Thriller nikotynowy

29 lutego 2012
By

W tym filmie nikt nie pali. Na ekranie ani na sekundę nie pojawia się ani jeden papieros, ani jedna fajka, czy cygaro. Nie ma też tabaki, czy tytoniu do żucia. A mimo tego o tytoniu, nikotynie oraz innych substancjach zawartych w papierosach, jest całkiem sporo.

Informator, powstały w 1999 roku i oparty w części na prawdziwych wydarzeniach, to film, który mocno przyczynił się do antynikotynowej gorączki w Stanach Zjednoczonych. Traktuje o życiu doktora Jeffreya Wiganda – byłego wiceprezesa jednej z największych firm tytoniowych w USA. Wigand, wyrzucony z pracy, przyparty do muru, borykający się z problemami rodzinnymi oraz finansowymi, postanawia wyjawić światu kilka niewygodnych faktów z życia kompanii, w której pracował. Są to informacje na temat szkodliwości nie tyle samego tytoniu, czy nikotyny, ile o bezwzględnych praktykach koncernu w walce o powiększenie dochodów.

Dzisiaj fakty te nie szokują tak, jak kilkanaście lat temu. Wiedza na temat substancji dodawanych do wyrobów nikotynowych jest szersza, a palacze są bardziej świadomi niebezpieczeństw. Same firmy tytoniowe również nieco zmieniły przyzwyczajenia i powoli dostosowują się do nowej rzeczywistości. Zostały przyparte do muru, pokonane przez jednego człowieka, który według Informatora utracił właściwie wszystko w walce z nimi. Ktoś mógłby powiedzieć, że to pyrrusowe zwycięstwo, ale chyba jednak nie będzie to prawdą. Fakt – w filmie Wigand, świetnie zagrany przez Russella Crowe, popada w paranoję, depresję, a po odejściu rodziny rozważa nawet samobójstwo. Staje się wrakiem człowieka. Piękne i spokojne życie w luksusie zmienia się w koszmar. Na elektroniczną skrzynkę pocztową przychodzą pogróżki, w skrzynce na listy pojawia się pocisk pistoletu, sądy różnych stanów wydają wobec niego sprzeczne nakazy. Grozi mu więzienie, nachodzą go agenci FBI, a na dodatek jest obserwowany na każdym kroku – czy jest to pokój hotelowy, czy golfowe pole.
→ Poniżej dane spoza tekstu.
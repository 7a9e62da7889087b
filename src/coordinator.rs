use chrono::{DateTime, Utc};
use serde::{Deserialize, Serialize};
use std::collections::{HashMap, VecDeque};
use std::sync::{Arc, Mutex, MutexGuard, PoisonError};
use std::time::Duration;
use tokio::sync::{Notify, OwnedSemaphorePermit, Semaphore, watch};
use uuid::Uuid;

use crate::config::CoordinatorConfig;
use crate::fleet::FleetState;
use crate::hypervisor::{Connector, MigrationOptions, Migrator};
use crate::selector::MigrationCandidate;
use crate::types::{GuestId, HostId};
use crate::{BalancerError, Result, log_debug, log_error, log_info, log_warn};

#[derive(Debug, Clone, Copy, PartialEq, Eq, Serialize, Deserialize)]
pub enum TaskState {
    Pending,
    Reserving,
    InFlight,
    Committing,
    Succeeded,
    Failed,
}

#[derive(Debug, Clone, Copy, PartialEq, Eq, Serialize, Deserialize)]
pub enum TaskTrigger {
    Scheduled,
    Manual,
}

#[derive(Debug, Clone, Serialize, Deserialize)]
pub struct MigrationTask {
    pub id: Uuid,
    pub guest_id: GuestId,
    pub source_host: HostId,
    pub dest_host: HostId,
    pub state: TaskState,
    /// How many tasks this guest has had while it stayed in the task table, this one included.
    pub attempt: u32,
    pub trigger: TaskTrigger,
    pub created_at: DateTime<Utc>,
    pub finished_at: Option<DateTime<Utc>>,
    pub last_error: Option<String>,
}

struct ActiveTask {
    task: MigrationTask,
    cancel: watch::Sender<bool>,
}

#[derive(Default)]
struct TaskTable {
    active: HashMap<GuestId, ActiveTask>,
    history: VecDeque<MigrationTask>,
    attempts: HashMap<GuestId, u32>,
}

/// Releases a guest's reservation when dropped, with the failure cooldown
/// unless [`succeed`](Self::succeed) ran first. Covers early returns and panics.
struct ReservationGuard {
    fleet: Arc<FleetState>,
    guest: GuestId,
    cooldown: Duration,
    released: bool,
}

impl ReservationGuard {
    fn succeed(mut self) {
        self.fleet.release(&self.guest);
        self.released = true;
    }
}

impl Drop for ReservationGuard {
    fn drop(&mut self) {
        if !self.released {
            log_debug!(
                "Releasing reservation for {} with {:?} cooldown",
                self.guest,
                self.cooldown
            );
            self.fleet.release_with_cooldown(&self.guest, self.cooldown);
        }
    }
}

/// A task that holds its reservation and permit and is ready to run.
struct PreparedTask {
    task: MigrationTask,
    guard: ReservationGuard,
    cancel: watch::Receiver<bool>,
    _permit: OwnedSemaphorePermit,
}

/// Drives migration tasks from reservation to a terminal state.
///
/// At most one task per guest (the reservation in [`FleetState`]) and at most
/// `max_concurrent` tasks overall (a semaphore shared by scheduled and manual
/// migrations). Finished tasks are kept in a bounded history.
pub struct MigrationCoordinator {
    fleet: Arc<FleetState>,
    connector: Arc<dyn Connector>,
    migrator: Arc<dyn Migrator>,
    config: CoordinatorConfig,
    options: MigrationOptions,
    permits: Arc<Semaphore>,
    tasks: Mutex<TaskTable>,
    finished: Notify,
}

impl MigrationCoordinator {
    pub fn new(
        fleet: Arc<FleetState>,
        connector: Arc<dyn Connector>,
        migrator: Arc<dyn Migrator>,
        config: CoordinatorConfig,
    ) -> Self {
        let options = MigrationOptions {
            bandwidth_mibps: config.bandwidth_mibps,
            disk_migration: config.disk_migration,
        };

        Self {
            fleet,
            connector,
            migrator,
            permits: Arc::new(Semaphore::new(config.max_concurrent)),
            options,
            config,
            tasks: Mutex::new(TaskTable::default()),
            finished: Notify::new(),
        }
    }

    fn table(&self) -> MutexGuard<'_, TaskTable> {
        self.tasks.lock().unwrap_or_else(PoisonError::into_inner)
    }

    /// Reserve the guest and launch the migration in the background.
    ///
    /// Fails without touching any state when the coordinator is at capacity or
    /// the guest is already reserved.
    pub fn start(self: &Arc<Self>, candidate: &MigrationCandidate, trigger: TaskTrigger) -> Result<Uuid> {
        let prepared = self.prepare(candidate, trigger)?;
        let id = prepared.task.id;
        let guest = prepared.task.guest_id.clone();

        let coordinator = Arc::clone(self);
        tokio::spawn(async move {
            let inner = tokio::spawn({
                let coordinator = Arc::clone(&coordinator);
                async move { coordinator.drive(prepared).await }
            });

            if let Err(e) = inner.await {
                log_error!("Migration task for {} crashed: {}", guest, e);
                coordinator.finish(&guest, TaskState::Failed, Some(format!("task crashed: {}", e)));
            }
        });

        Ok(id)
    }

    /// Same as [`start`](Self::start) but waits for the terminal state.
    pub async fn execute(&self, candidate: &MigrationCandidate, trigger: TaskTrigger) -> Result<MigrationTask> {
        let prepared = self.prepare(candidate, trigger)?;
        Ok(self.drive(prepared).await)
    }

    fn prepare(&self, candidate: &MigrationCandidate, trigger: TaskTrigger) -> Result<PreparedTask> {
        let permit = Arc::clone(&self.permits)
            .try_acquire_owned()
            .map_err(|_| BalancerError::AtCapacity(self.config.max_concurrent))?;

        let mut task = MigrationTask {
            id: Uuid::new_v4(),
            guest_id: candidate.guest.clone(),
            source_host: candidate.source.clone(),
            dest_host: candidate.destination.clone(),
            state: TaskState::Pending,
            attempt: 0,
            trigger,
            created_at: Utc::now(),
            finished_at: None,
            last_error: None,
        };

        task.state = TaskState::Reserving;
        // Held until the task is listed, so cancel never misses a reserved guest.
        let mut table = self.table();
        if let Err(conflict) = self
            .fleet
            .reserve_for(&task.guest_id, Some(&task.dest_host))
        {
            log_debug!("Not migrating {}: {}", task.guest_id, conflict);
            return Err(BalancerError::Reservation(conflict));
        }

        let guard = ReservationGuard {
            fleet: Arc::clone(&self.fleet),
            guest: task.guest_id.clone(),
            cooldown: self.config.failure_cooldown(),
            released: false,
        };

        let (cancel_tx, cancel_rx) = watch::channel(false);
        let attempt = table.attempts.entry(task.guest_id.clone()).or_insert(0);
        *attempt += 1;
        task.attempt = *attempt;
        table.active.insert(
            task.guest_id.clone(),
            ActiveTask {
                task: task.clone(),
                cancel: cancel_tx,
            },
        );
        drop(table);

        log_info!(
            "Migration task {} queued: {} from {} to {} (attempt {})",
            task.id,
            task.guest_id,
            task.source_host,
            task.dest_host,
            task.attempt
        );

        Ok(PreparedTask {
            task,
            guard,
            cancel: cancel_rx,
            _permit: permit,
        })
    }

    async fn drive(&self, prepared: PreparedTask) -> MigrationTask {
        let PreparedTask {
            task,
            guard,
            cancel,
            _permit,
        } = prepared;
        let guest = task.guest_id.clone();

        match self.run_migration(&task, cancel).await {
            Ok(()) => {
                self.set_state(&guest, TaskState::Committing);
                if let Err(e) = self.fleet.relocate(&guest, &task.source_host, &task.dest_host) {
                    // Destination's next sample will pick the guest up.
                    log_warn!("Could not relocate {} in fleet state: {}", guest, e);
                }
                guard.succeed();
                log_info!(
                    "Migration of {} from {} to {} succeeded",
                    guest,
                    task.source_host,
                    task.dest_host
                );
                self.finish(&guest, TaskState::Succeeded, None)
                    .unwrap_or_else(|| terminal(task, TaskState::Succeeded, None))
            }
            Err(e) => {
                drop(guard);
                log_error!(
                    "Migration of {} from {} to {} failed: {}",
                    guest,
                    task.source_host,
                    task.dest_host,
                    e
                );
                self.finish(&guest, TaskState::Failed, Some(e.clone()))
                    .unwrap_or_else(|| terminal(task, TaskState::Failed, Some(e)))
            }
        }
    }

    async fn run_migration(
        &self,
        task: &MigrationTask,
        cancel: watch::Receiver<bool>,
    ) -> std::result::Result<(), String> {
        let source = self
            .connector
            .connect(&task.source_host)
            .await
            .map_err(|e| e.to_string())?;
        let destination = self
            .connector
            .connect(&task.dest_host)
            .await
            .map_err(|e| e.to_string())?;

        let handle = source
            .lookup_guest(&task.guest_id)
            .await
            .map_err(|e| e.to_string())?
            .ok_or_else(|| format!("guest {} is not running on {}", task.guest_id, task.source_host))?;

        if *cancel.borrow() {
            return Err("cancelled before the migration started".to_string());
        }

        self.set_state(&task.guest_id, TaskState::InFlight);
        self.migrator
            .migrate_live(
                &handle,
                source.as_ref(),
                destination.as_ref(),
                &self.options,
                cancel,
            )
            .await
            .map(|_| ())
            .map_err(|e| e.to_string())
    }

    fn set_state(&self, guest: &GuestId, state: TaskState) {
        let mut table = self.table();
        if let Some(active) = table.active.get_mut(guest) {
            log_debug!("Task {} for {}: {:?} -> {:?}", active.task.id, guest, active.task.state, state);
            active.task.state = state;
        }
    }

    fn finish(&self, guest: &GuestId, state: TaskState, error: Option<String>) -> Option<MigrationTask> {
        let mut table = self.table();
        let mut task = table.active.remove(guest)?.task;

        task.state = state;
        task.finished_at = Some(Utc::now());
        task.last_error = error;

        table.history.push_back(task.clone());
        while table.history.len() > self.config.history_limit {
            let Some(evicted) = table.history.pop_front() else {
                break;
            };
            let remembered = table.active.contains_key(&evicted.guest_id)
                || table.history.iter().any(|t| t.guest_id == evicted.guest_id);
            if !remembered {
                table.attempts.remove(&evicted.guest_id);
            }
        }
        drop(table);

        self.finished.notify_waiters();
        Some(task)
    }

    /// Ask the task migrating `guest` to stop. False if there is none.
    pub fn cancel(&self, guest: &GuestId) -> bool {
        let table = self.table();
        match table.active.get(guest) {
            Some(active) => {
                log_info!("Cancelling migration task {} for {}", active.task.id, guest);
                let _ = active.cancel.send(true);
                true
            }
            None => false,
        }
    }

    pub fn cancel_all(&self) {
        let table = self.table();
        for active in table.active.values() {
            let _ = active.cancel.send(true);
        }
    }

    /// Cancel everything and wait for every task to reach a terminal state.
    ///
    /// Migrations that cannot be aborted are still awaited after `grace`; only
    /// the log level changes.
    pub async fn shutdown(&self, grace: Duration) {
        self.cancel_all();
        let deadline = tokio::time::Instant::now() + grace;
        let mut warned = false;

        loop {
            let notified = self.finished.notified();
            let remaining = self.in_flight();
            if remaining == 0 {
                break;
            }

            if !warned && tokio::time::Instant::now() >= deadline {
                log_warn!(
                    "{} migration(s) still settling after {:?}, waiting for them to finish",
                    remaining,
                    grace
                );
                warned = true;
            }

            // Periodic re-check in case a notification fired before we subscribed.
            let _ = tokio::time::timeout(Duration::from_millis(250), notified).await;
        }

        log_info!("All migration tasks settled");
    }

    pub fn in_flight(&self) -> usize {
        self.table().active.len()
    }

    pub fn active_tasks(&self) -> Vec<MigrationTask> {
        let mut tasks: Vec<_> = self
            .table()
            .active
            .values()
            .map(|active| active.task.clone())
            .collect();
        tasks.sort_by_key(|task| task.created_at);
        tasks
    }

    /// Finished tasks, oldest first.
    pub fn recent_tasks(&self) -> Vec<MigrationTask> {
        self.table().history.iter().cloned().collect()
    }

    pub fn task(&self, id: Uuid) -> Option<MigrationTask> {
        let table = self.table();
        table
            .active
            .values()
            .map(|active| &active.task)
            .chain(table.history.iter())
            .find(|task| task.id == id)
            .cloned()
    }

    pub fn is_at_capacity(&self) -> bool {
        self.permits.available_permits() == 0
    }
}

fn terminal(mut task: MigrationTask, state: TaskState, error: Option<String>) -> MigrationTask {
    task.state = state;
    task.finished_at = Some(Utc::now());
    task.last_error = error;
    task
}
W Informatorze nie pada ani jeden strzał, nikt nikogo nie goni, bezpośredniego niebezpieczeństwa nie ma, ale widz i tak czuje się zaszczuty. Tak samo jak Wigand.

Może wydawać się szaleństwem, że recenzja filmu o antynikotynowej wymowie znajduje się na portalu fajczarskim. Czasem jednak trzeba spojrzeć prawdzie w oczy. Palenie tytoniu niesie za sobą wiele niebezpieczeństw i każdy z nas powinien być ich w pełni świadomy. Nie ma nic złego w stwierdzeniu tego faktu. Należy zrobić wszystko, aby mniej szkodzić, zarówno sobie, jak i innym. Informatora zaś można zrozumieć jako jawną naganę palenia, ale można również patrzeć na niego, jak na polemikę – jeśli już palisz, rób to z głową. Znaj ryzyko, wiedz, co i jak. To zresztą prawda, którą forsujemy również tutaj, na fajkanecie. Jako wielbiciele fajki tradycyjnej dzielimy się wiedzą na temat swojego nałogu. Wiemy więcej, niż przeciętny palacz papierosów. Ograniczamy niebezpieczeństwo jednocześnie maksymalizując przyjemność.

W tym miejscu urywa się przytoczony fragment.